Of course, these men had almost certainly undergone the prescribed series of examinations, and they had already known the horror of being declared unclean. Furthermore, since Luke reports that it was only "as they went" that "they were made clean," there was no obvious reason for going -- apart from Jesus' instruction to do so, that is. At first glance, therefore, they could only have surmised that a trip to the priest would just yield the same, terrible verdict as before. In this respect, their obedience recalls the episode in which the disciples cast their nets into the sea again at Jesus' command, even though their immediately prior experience suggested that the effort would be futile (Luke 5:4-5).
Jesus' adherence to the Levitical law is interesting. The Pharisees' constant haranguing of Jesus for one thing or another might leave us with the impression that Jesus was casual about the Old Testament law. His words tell us quite the opposite (Matthew 5:17-19); yet we may let the Pharisees' critique color our impression of him. Still, the one who was determined to "fulfill all righteousness" (Matthew 3:15) instructed these lepers to go and show themselves to the priests, according to the requirements of the law.
Was such an exercise of legalism necessary for their healing? Couldn't Jesus have healed these men apart from the examination of the priests? Certainly. Indeed, the story indicates that they were healed long before arriving in the priests' presence. But Jesus was the living fulfillment of the law. Of course, these erstwhile outcasts could not be welcomed back into ordinary society apart from receiving, literally, a clean bill of health from the priests.
Finally, we observe the interesting timing of the healing. It occurs neither when the men have their contact with Jesus, nor when they meet with the priests. Rather, it occurs "as they went," which may be a sermon in itself. When it happened, one of the ten returned to Jesus to thank him.
Both Luke and Jesus take pains to note that this lone expression of gratitude came from a non-Jew. Jesus calls him a foreigner, and Luke specifically identifies him as a Samaritan. We are reminded, in this regard, that the two people whom Jesus identified as having great faith were also foreigners (Matthew 8:5-11; 15:21-28).
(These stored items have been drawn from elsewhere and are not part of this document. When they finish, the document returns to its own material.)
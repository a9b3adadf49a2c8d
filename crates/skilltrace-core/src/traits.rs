//! Core trait definitions for skilltrace.
//!
//! The tracker is generic over how a single loss surface is minimised so the
//! exhaustive grid can be swapped for another optimiser over the same interval.

/// Finds the ability value minimising a one-dimensional loss.
pub trait Minimizer: Send + Sync {
    /// Return the minimiser of `loss`.
    ///
    /// `seed` is evaluated first and is kept unless a candidate scores
    /// strictly lower.
    fn minimize(&self, seed: f64, loss: &dyn Fn(f64) -> f64) -> f64;

    /// Inclusive interval the minimiser searches.
    fn bounds(&self) -> (f64, f64);
}

impl<M: Minimizer + ?Sized> Minimizer for Box<M> {
    fn minimize(&self, seed: f64, loss: &dyn Fn(f64) -> f64) -> f64 {
        (**self).minimize(seed, loss)
    }

    fn bounds(&self) -> (f64, f64) {
        (**self).bounds()
    }
}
We recall that the one Israelite in the book of Jonah (i.e., Jonah himself) is the most disappointing character, while both the pagan sailors and the foreign Ninevites were exemplary in their response to God. What a shame when God's own people are the ones who are least responsive to him!
Application
We considered above the emotional challenge that was posed to the Jewish recipients of Jeremiah's instructions from God. They were told to make themselves at home in the land of their exile, to live happily ever after in enemy territory, and to pray for the welfare of their conquerors. It all seems quite impossible.
It also seems quite far removed from us. Even though it may be an interesting exercise to try to climb into their shoes and imagine their experiences and emotions, what does their circumstance have to do with us, so many thousands of miles and years removed?
Just this: You and I live in enemy territory, too.
The issue for us is no longer a matter of nations. I am not suggesting that the nation in which we live is our enemy. Rather, I am recognizing that the world in which we live is antagonistic to God and it is the domain of his enemy.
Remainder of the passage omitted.